2. The Ulcer’s Appearance Itself
A typical, benign ulcer usually presents with pain, regular, reddish borders, and a yellowish base. However, an ulcer that should raise your suspicions often looks quite different:
-
Painless: Many malignant ulcers, in their early stages, don’t cause pain. This often leads to patient delay in seeking care.
-
Indurated, Everted Borders: Its edges feel hard and appear rolled outwards.
-
Indurated Base: The base of the ulcer feels firm to the touch.
-
Bleeds Easily on Palpation: It tends to bleed readily when you gently touch or examine it.
3. Failure to Respond to Treatment
Imagine a patient presents with an ulcer you’ve initially diagnosed as benign, for which you’ve prescribed conservative treatment, perhaps an antiseptic mouthwash and analgesics.
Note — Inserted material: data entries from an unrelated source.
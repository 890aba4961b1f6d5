//! Chat session model

use chrono::{DateTime, Utc};
use serde::{Deserialize, Serialize};

use super::validate::{validate_message, validate_user_id};
use crate::error::{MorduError, MorduResult};

#[derive(Debug, Clone, Copy, PartialEq, Eq, Serialize, Deserialize)]
#[serde(rename_all = "lowercase")]
pub enum Role {
    User,
    Assistant,
}

/// Content a message held before an edit
#[derive(Debug, Clone, PartialEq, Serialize, Deserialize)]
pub struct EditSnapshot {
    pub content: String,
    pub timestamp: DateTime<Utc>,
}

#[derive(Debug, Clone, PartialEq, Serialize, Deserialize)]
pub struct ChatMessage {
    pub content: String,
    pub role: Role,
    pub timestamp: DateTime<Utc>,
    #[serde(default)]
    pub edited: bool,
    #[serde(rename = "editHistory", default)]
    pub edit_history: Vec<EditSnapshot>,
}

impl ChatMessage {
    pub fn new(role: Role, content: impl Into<String>) -> Self {
        Self {
            content: content.into(),
            role,
            timestamp: Utc::now(),
            edited: false,
            edit_history: Vec::new(),
        }
    }
}

/// Ordered conversation belonging to one user
#[derive(Debug, Clone, PartialEq, Serialize, Deserialize)]
pub struct ChatSession {
    #[serde(default)]
    pub id: String,
    #[serde(rename = "userId")]
    pub user_id: String,
    #[serde(default)]
    pub messages: Vec<ChatMessage>,
    #[serde(rename = "createdAt")]
    pub created_at: DateTime<Utc>,
    #[serde(rename = "updatedAt")]
    pub updated_at: DateTime<Utc>,
}

impl ChatSession {
    /// Build an unsaved session; the store assigns `id` and timestamps
    pub fn new(user_id: &str) -> MorduResult<Self> {
        validate_user_id(user_id)?;
        let now = Utc::now();
        Ok(Self {
            id: String::new(),
            user_id: user_id.trim().to_string(),
            messages: Vec::new(),
            created_at: now,
            updated_at: now,
        })
    }

    pub fn push_message(&mut self, role: Role, content: &str) -> MorduResult<()> {
        validate_message(content)?;
        self.messages.push(ChatMessage::new(role, content));
        Ok(())
    }

    /// Replace the content of message `index`, keeping the previous content
    /// in its edit history. Other messages are untouched.
    pub fn edit_message(&mut self, index: usize, content: &str) -> MorduResult<&ChatMessage> {
        validate_message(content)?;
        if index >= self.messages.len() {
            return Err(MorduError::NotFound(format!(
                "message {} in chat {}",
                index, self.id
            )));
        }
        let message = &mut self.messages[index];

        let now = Utc::now();
        let previous = std::mem::replace(&mut message.content, content.to_string());
        message.edit_history.push(EditSnapshot {
            content: previous,
            timestamp: message.timestamp,
        });
        message.edited = true;
        message.timestamp = now;
        Ok(message)
    }

    /// Remove exactly one message, preserving the order of the rest
    pub fn delete_message(&mut self, index: usize) -> MorduResult<ChatMessage> {
        if index >= self.messages.len() {
            return Err(MorduError::NotFound(format!(
                "message {} in chat {}",
                index, self.id
            )));
        }
        Ok(self.messages.remove(index))
    }

    pub fn last_message_time(&self) -> DateTime<Utc> {
        self.messages
            .last()
            .map(|m| m.timestamp)
            .unwrap_or(self.updated_at)
    }
}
If they return a week later saying, “Doctor, it’s still exactly the same,” this is where your internal alarm must sound loudly.
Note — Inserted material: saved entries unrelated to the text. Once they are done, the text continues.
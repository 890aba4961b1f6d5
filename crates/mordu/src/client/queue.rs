//! Client offline queue
//!
//! Readings the client could not store on the server, held newest first in
//! `pending.json` under the client data directory.

use chrono::{DateTime, Utc};
use serde::{Deserialize, Serialize};
use std::path::{Path, PathBuf};
use tokio::sync::Mutex;
use tracing::debug;
use uuid::Uuid;

use crate::error::MorduResult;
use crate::models::{ReadingInput, Subject};
use crate::store::{read_collection, write_atomic};

/// Reserved prefix of ids minted by the client
pub const PENDING_PREFIX: &str = "local-";

const QUEUE_FILE: &str = "pending.json";

pub fn new_pending_id() -> String {
    format!("{}{}", PENDING_PREFIX, Uuid::new_v4())
}

pub fn is_pending_id(id: &str) -> bool {
    id.starts_with(PENDING_PREFIX)
}

/// A reading waiting to be created on the server
#[derive(Debug, Clone, PartialEq, Serialize, Deserialize)]
pub struct PendingReading {
    pub id: String,
    #[serde(rename = "userInfo")]
    pub subject: Subject,
    pub text: String,
    /// What the user was shown while offline
    pub prediction: String,
    pub created_at: DateTime<Utc>,
}

impl PendingReading {
    pub fn new(subject: Subject, text: impl Into<String>, prediction: impl Into<String>) -> Self {
        Self {
            id: new_pending_id(),
            subject,
            text: text.into(),
            prediction: prediction.into(),
            created_at: Utc::now(),
        }
    }

    /// Create request carrying the pending id as `clientRef`
    pub fn to_input(&self) -> ReadingInput {
        ReadingInput {
            subject: self.subject.clone(),
            text: self.text.clone(),
            client_ref: Some(self.id.clone()),
        }
    }
}

pub struct OfflineQueue {
    path: PathBuf,
    entries: Mutex<Vec<PendingReading>>,
}

impl OfflineQueue {
    /// Open the queue under `dir`. An unreadable queue file is corruption.
    pub async fn open(dir: impl AsRef<Path>) -> MorduResult<Self> {
        let dir = dir.as_ref();
        tokio::fs::create_dir_all(dir).await?;
        let path = dir.join(QUEUE_FILE);
        let entries = read_collection(&path).await?.unwrap_or_default();
        Ok(Self {
            path,
            entries: Mutex::new(entries),
        })
    }

    async fn persist(&self, entries: &[PendingReading]) -> MorduResult<()> {
        let bytes = serde_json::to_vec_pretty(entries)?;
        write_atomic(&self.path, &bytes).await
    }

    /// Add an entry at the front
    pub async fn enqueue(&self, entry: PendingReading) -> MorduResult<()> {
        let mut entries = self.entries.lock().await;
        entries.insert(0, entry);
        if let Err(e) = self.persist(&entries).await {
            entries.remove(0);
            return Err(e);
        }
        debug!("Queued pending reading {}", entries[0].id);
        Ok(())
    }

    /// Entries in queue order, newest first
    pub async fn list(&self) -> Vec<PendingReading> {
        self.entries.lock().await.clone()
    }

    pub async fn find(&self, id: &str) -> Option<PendingReading> {
        self.entries.lock().await.iter().find(|e| e.id == id).cloned()
    }

    /// Remove an entry; returns it when present
    pub async fn remove_by_id(&self, id: &str) -> MorduResult<Option<PendingReading>> {
        let mut entries = self.entries.lock().await;
        let Some(index) = entries.iter().position(|e| e.id == id) else {
            return Ok(None);
        };
        let removed = entries.remove(index);
        if let Err(e) = self.persist(&entries).await {
            entries.insert(index, removed);
            return Err(e);
        }
        Ok(Some(removed))
    }

    pub async fn len(&self) -> usize {
        self.entries.lock().await.len()
    }

    pub async fn is_empty(&self) -> bool {
        self.entries.lock().await.is_empty()
    }
}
The Rule: Any ulcer that persists and shows no improvement after 7-10 days, particularly after removing any potential local irritant (like a sharp tooth or restoration edge), warrants serious consideration for a biopsy.
Before the Scalpel: Auxiliary Examinations
Before you definitively decide on a biopsy, there’s a crucial step you might consider, especially if your suspicion level is already high.
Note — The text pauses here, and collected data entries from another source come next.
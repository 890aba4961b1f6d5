//! Sync and health routes

use axum::{extract::State, routing::get, routing::post, Json, Router};
use chrono::{DateTime, Utc};
use serde::Serialize;
use std::sync::Arc;
use tracing::info;

use super::AppState;
use crate::error::MorduResult;
use crate::remote::RemoteCounts;
use crate::sync::{SyncResults, SyncStatus};

#[derive(Debug, Serialize)]
pub struct SyncResponse {
    pub success: bool,
    pub message: String,
    #[serde(skip_serializing_if = "Option::is_none")]
    pub results: Option<SyncResults>,
    #[serde(skip_serializing_if = "Option::is_none")]
    pub reason: Option<String>,
    pub timestamp: DateTime<Utc>,
}

#[derive(Debug, Serialize)]
pub struct StatusResponse {
    #[serde(flatten)]
    pub status: SyncStatus,
    pub timestamp: DateTime<Utc>,
}

#[derive(Debug, Serialize)]
pub struct StorageHealth {
    #[serde(rename = "type")]
    pub kind: &'static str,
    pub local: &'static str,
    pub mongodb: &'static str,
}

#[derive(Debug, Serialize)]
pub struct SyncHealth {
    pub active: bool,
    #[serde(rename = "mongoState")]
    pub mongo_state: u8,
    #[serde(rename = "connectionAttempts")]
    pub connection_attempts: u32,
}

#[derive(Debug, Serialize)]
pub struct HealthResponse {
    pub status: &'static str,
    pub timestamp: DateTime<Utc>,
    pub storage: StorageHealth,
    pub sync: SyncHealth,
    pub version: &'static str,
    pub environment: String,
}

pub fn sync_routes() -> Router<Arc<AppState>> {
    Router::new()
        .route("/sync", post(manual_sync))
        .route("/sync/status", get(sync_status))
        .route("/sync/remote", get(remote_counts))
        .route("/health", get(health))
}

/// Run a sync cycle now and report per-collection counts
async fn manual_sync(State(state): State<Arc<AppState>>) -> Json<SyncResponse> {
    info!("Manual sync requested");
    let outcome = state.engine.manual_sync().await;
    let message = if outcome.success {
        "Sync completed"
    } else {
        "Sync not possible"
    };
    Json(SyncResponse {
        success: outcome.success,
        message: message.to_string(),
        results: outcome.results,
        reason: outcome.reason,
        timestamp: Utc::now(),
    })
}

async fn sync_status(State(state): State<Arc<AppState>>) -> Json<StatusResponse> {
    Json(StatusResponse {
        status: state.engine.status().await,
        timestamp: Utc::now(),
    })
}

async fn remote_counts(State(state): State<Arc<AppState>>) -> MorduResult<Json<RemoteCounts>> {
    Ok(Json(state.engine.remote_counts().await?))
}

/// Liveness. The local store is always reported connected: the server does
/// not start without it.
async fn health(State(state): State<Arc<AppState>>) -> Json<HealthResponse> {
    let status = state.engine.status().await;
    Json(HealthResponse {
        status: "OK",
        timestamp: Utc::now(),
        storage: StorageHealth {
            kind: "hybrid",
            local: "connected",
            mongodb: if status.is_connected {
                "connected"
            } else {
                "disconnected"
            },
        },
        sync: SyncHealth {
            active: status.sync_active,
            mongo_state: status.mongo_state,
            connection_attempts: status.connection_attempts,
        },
        version: env!("CARGO_PKG_VERSION"),
        environment: state.environment.clone(),
    })
}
The Smart Move: Refer the patient for a neck and floor of the mouth ultrasound. The primary goal of this imaging is to thoroughly assess the status of the regional lymph nodes. If you detect any abnormal enlargement in these nodes, it significantly amplifies the suspicion that the ulcer is indeed more than just a simple inflammation (2).
The Art of Biopsy: Performing an Incisional Biopsy Correctly
A biopsy isn’t just about “cutting out a piece of tissue.” It’s a procedure governed by specific principles and rules. If not performed correctly, the sample might prove inadequate for an accurate diagnosis.
When there’s a strong suspicion of malignancy, the preferred type of biopsy is an Incisional Biopsy. This means you take only a portion of the ulcer, rather than attempting to remove the entire lesion.
Proper Steps for an Incisional Biopsy:
-
The Shape: Your biopsy specimen should ideally be taken in a “wedge” or “triangular” shape. More crucial than the shape, however, is the depth; the biopsy must be sufficiently deep.
-
The Site: This is perhaps the most critical point. Never take the biopsy solely from the center of the ulcer. The center is often composed of necrotic tissue, which will likely yield no diagnostic information.
The Correct Approach: Your wedge-shaped specimen must include a portion of the active border of the ulcer and a segment of the adjacent normal-appearing tissue. The sample absolutely needs to contain both (3).
Why include normal tissue? So the histopathologist can directly compare the morphology of the healthy tissue with the diseased tissue within the very same specimen. This comparative analysis is what allows for a precise diagnosis of the condition.
-
Fixation and Transport: Immediately upon taking the specimen, place it into a container filled with 10% formalin solution. Do not allow it to dry out. Label the container clearly with the patient’s full details.
-
The Biopsy Report: When submitting the specimen to the lab, you must include a detailed accompanying report containing:
-
Full patient personal data.
-
Relevant medical history (e.g., smoking, alcohol consumption).
-
A precise ulcer description.
-
Your provisional diagnosis.
This comprehensive information significantly assists the pathologist in reaching the correct diagnosis.
-
The Bottom Line: Delay Is the Greatest Enemy
Doctor, when it comes to suspicious oral ulcers, time is absolutely not on our side. Relying on simple analgesics and mouthwashes for extended periods without a definitive diagnosis can tragically lead to disease progression and make subsequent treatment far more challenging.
Your role as a dentist extends beyond treating cavities and gum disease; you are, in fact, the first line of defense in the early detection of oral cancer. Always remain vigilant, and never, ever hesitate to make the decision to perform a biopsy or refer the patient to an oral and maxillofacial surgeon if you harbor even a 1% suspicion. That single decision could very well be the one that saves your patient’s life.